Pensó que era una picada de insecto, pero era señal de que padecía de cáncer de cabeza y cuello, un cáncer que ocupa el cuarto lugar en Puerto Rico y que en el año 2009 cobró la vida de 133 personas en la Isla.

El cáncer en la cabeza y cuello incluye los de boca, nariz, senos paranasales, glándulas salivales, garganta y ganglios linfáticos en el cuello.

Mario (nombre ficticio para proteger al entrevistado) no supo de inmediato que tenía la enfermedad. Ni siquiera lo imaginó, pues no fuma ni bebe. Luego de visitar varios doctores, en enero de este año este flautista profesional supo que tenía un tumor en la base de la lengua.

“Esa noche le di la mala noticia a mis padres. Pensé que no iba a volver a tocar la flauta, que iba a morir. Fue raro porque no tenía ningún síntoma excepto ese chichoncito en el cuello, que yo digo que me salvó la vida”, dijo este sobreviviente, cuyo tumor fue extirpado este año. Para Mario, la detección temprana fue clave para ganarle la batalla al cáncer y ese fue su mensaje ayer ante el Club de Rotarios de San Juan.

El cáncer de cabeza y cuello no discrimina, pero le da más a los hombres que a las mujeres, principalmente entre los 50 a 70 años de edad. En el 2009, por ejemplo, 271 hombres y 81 mujeres fueron diagnosticados, de acuerdo con Elba Díaz, investigadora en cáncer oral y tabaquismo del Centro Comprensivo de Cáncer.
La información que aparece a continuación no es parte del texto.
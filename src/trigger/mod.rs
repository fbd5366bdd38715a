use std::{
    sync::{
        atomic::{AtomicBool, Ordering},
        mpsc::RecvTimeoutError,
        Arc,
    },
    thread::{self, JoinHandle},
};

use feed::FeedReader;

use crate::{
    config::TriggerConfig,
    database::{sled::SledReceiptDatabase, ReceiptDatabase},
    error::Error,
    processor::ReceiptProcessor,
};

mod feed;

#[cfg(test)]
mod tests;

/// On-create trigger
///
/// Subscribes to the receipts tree change feed and hands every inserted
/// receipt to the processor. Delivery is at least once per insert and
/// unordered across receipts.
pub struct Trigger {
    db: Arc<SledReceiptDatabase>,
    processor: ReceiptProcessor<SledReceiptDatabase>,
    config: TriggerConfig,
}

pub struct TriggerHandle {
    shutdown: Arc<AtomicBool>,
    thread: JoinHandle<Result<(), Error>>,
}

impl TriggerHandle {
    /// Raises the shutdown flag and waits for the trigger thread.
    pub fn stop(self) -> Result<(), Error> {
        self.shutdown.store(true, Ordering::SeqCst);
        self.thread
            .join()
            .map_err(|_| Error::StorageError("trigger thread panicked".into()))?
    }
}

impl Trigger {
    pub fn new(db: Arc<SledReceiptDatabase>, config: TriggerConfig) -> Self {
        Self {
            processor: ReceiptProcessor::new(Arc::clone(&db)),
            db,
            config,
        }
    }

    pub fn processor(&self) -> &ReceiptProcessor<SledReceiptDatabase> {
        &self.processor
    }

    /// Catch Up
    ///
    /// Processes every stored receipt once, covering receipts created while
    /// no trigger was running. Returns the number of copies created.
    pub fn catch_up(&self) -> Result<usize, Error> {
        let mut created = 0;
        for (id, receipt) in self.processor.db().receipts()? {
            match self.processor.process(&id, &receipt) {
                Ok(Some(_)) => created += 1,
                Ok(None) => {}
                Err(e) => {
                    tracing::error!(receipt_id = %id, error = %e, "Failed to create buyer copy")
                }
            }
        }
        tracing::info!(created, "Catch-up finished");
        Ok(created)
    }

    /// Run the trigger until `shutdown` is raised or the feed closes.
    pub fn run(&self, shutdown: &AtomicBool) -> Result<(), Error> {
        // Subscribe first so receipts written during catch-up are not missed.
        // Buyer copies are written on this thread, the feed is drained on
        // the reader's.
        let feed = FeedReader::start(Arc::clone(&self.db), self.config.poll_interval())?;
        if self.config.catch_up {
            self.catch_up()?;
        }

        tracing::info!("Watching for new receipts");
        while !shutdown.load(Ordering::SeqCst) {
            match feed.next_insert(self.config.poll_interval()) {
                Ok((key, value)) => self.on_insert(&key, &value),
                Err(RecvTimeoutError::Timeout) => {}
                Err(RecvTimeoutError::Disconnected) => {
                    tracing::info!("Receipt feed closed");
                    break;
                }
            }
        }
        tracing::info!("Trigger shutting down");
        Ok(())
    }

    /// Runs the trigger on its own thread.
    pub fn spawn(self) -> Result<TriggerHandle, Error> {
        let shutdown = Arc::new(AtomicBool::new(false));
        let flag = Arc::clone(&shutdown);
        let thread = thread::Builder::new()
            .name("receipt-trigger".into())
            .spawn(move || self.run(&flag))
            .map_err(|e| Error::StorageError(e.to_string()))?;
        Ok(TriggerHandle { shutdown, thread })
    }

    fn on_insert(&self, key: &[u8], value: &[u8]) {
        match SledReceiptDatabase::decode_entry(key, value) {
            Ok((id, receipt)) => self.processor.handle(&id, &receipt),
            // malformed record: skip
            Err(e) => tracing::warn!(
                key = %String::from_utf8_lossy(key),
                error = %e,
                "Skipping undecodable receipt"
            ),
        }
    }
}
El alto uso de tabaco, el consumo de alcohol y la infección por el virus del papiloma humano son factores de riesgo. “Es más frecuente en los hombres porque fuman más, beben más y son más promiscuos”, dijo.

La mayoría del cáncer comienza en los tejidos húmedos que rodean la boca, la nariz y la garganta.

Los síntomas incluyen un bulto o un dolor que no se cura, dolor de garganta que no desaparece, dificultad para tragar, cambios de voz o ronquera. Si se detectan a tiempo, estos cánceres suelen ser curables, aseguró Díaz.